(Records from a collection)
********************

//! ExecutionSimulator: positions plus bars in, realized per-bar returns out.
//!
//! - `ohlc`: frictionless open-to-open / close-to-close attribution, volume participation cap
//! - `slippage`: cost models charged on position changes
//! - `stop_loss`: path-dependent long stop over open-to-close bars

pub mod ohlc;
pub mod slippage;
pub mod stop_loss;

pub use ohlc::{fill_limit, run_close, run_close_aligned, run_ohlc};
pub use slippage::{
    slippage, trading_costs, turnover_costs, CostModel, LinearCost, SquareRootImpact,
};
pub use stop_loss::{StopLoss, StopLossOutcome, StopLossState};

use serde::{Deserialize, Serialize};

use crate::config::{check_non_negative, check_positive, check_unit_open, ConfigError};

/// How a position decided at the close of bar i earns its return.
#[derive(Debug, Clone, Copy, PartialEq, Default, Serialize, Deserialize)]
#[serde(rename_all = "snake_case")]
pub enum Attribution {
    /// Paired with the close-to-close return into bar i.
    #[default]
    CloseToClose,
    /// Held from close i to close i+1.
    NextClose,
    /// Entered at open i+1, held to open i+2.
    NextOpen,
    /// Entered at open i+1, held to close i+1, under a stop-loss.
    StopLoss { pct: f64 },
}

/// Execution model configuration.
#[derive(Debug, Clone, PartialEq, Serialize, Deserialize)]
#[serde(default)]
pub struct ExecutionConfig {
    /// Proportional cost per unit of position change
    pub cost_rate: f64,
    /// Square-root impact participation fraction; `None` disables impact cost
    pub adv_frac: Option<f64>,
    /// Cap positions to this fraction of bar volume; `None` disables the cap
    pub participation: Option<f64>,
    pub attribution: Attribution,
}

impl Default for ExecutionConfig {
    fn default() -> Self {
        Self {
            cost_rate: 0.001,
            adv_frac: None,
            participation: None,
            attribution: Attribution::CloseToClose,
        }
    }
}

impl ExecutionConfig {
    pub fn validate(&self) -> Result<(), ConfigError> {
        check_non_negative("execution.cost_rate", self.cost_rate)?;
        if let Some(adv) = self.adv_frac {
            check_non_negative("execution.adv_frac", adv)?;
        }
        if let Some(frac) = self.participation {
            check_positive("execution.participation", frac)?;
        }
        if let Attribution::StopLoss { pct } = self.attribution {
            check_unit_open("execution.attribution.pct", pct)?;
        }
        Ok(())
    }
}

#[cfg(test)]
mod tests {
    use super::*;

    #[test]
    fn default_is_valid() {
        assert!(ExecutionConfig::default().validate().is_ok());
    }

    #[test]
    fn rejects_bad_stop_pct() {
        let cfg = ExecutionConfig {
            attribution: Attribution::StopLoss { pct: 1.5 },
            ..Default::default()
        };
        let err = cfg.validate().unwrap_err();
        assert!(err.to_string().contains("attribution.pct"));
    }

    #[test]
    fn rejects_negative_cost() {
        let cfg = ExecutionConfig {
            cost_rate: -0.001,
            ..Default::default()
        };
        assert!(cfg.validate().is_err());
    }

    #[test]
    fn zero_impact_fraction_is_valid() {
        let cfg = ExecutionConfig {
            adv_frac: Some(0.0),
            ..Default::default()
        };
        assert!(cfg.validate().is_ok());
        let cfg = ExecutionConfig {
            adv_frac: Some(-0.1),
            ..Default::default()
        };
        assert!(cfg.validate().is_err());
    }

    #[test]
    fn attribution_serde_shape() {
        let json = serde_json::to_string(&Attribution::StopLoss { pct: 0.02 }).unwrap();
        assert_eq!(json, r#"{"stop_loss":{"pct":0.02}}"#);
        let back: Attribution = serde_json::from_str(r#""next_open""#).unwrap();
        assert_eq!(back, Attribution::NextOpen);
        let back: Attribution = serde_json::from_str(r#""next_close""#).unwrap();
        assert_eq!(back, Attribution::NextClose);
    }
}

********************

**Requirement**
Copy out each line of the data where the string "impl" appears.

**Output of the task**
impl Default for ExecutionConfig {
impl ExecutionConfig {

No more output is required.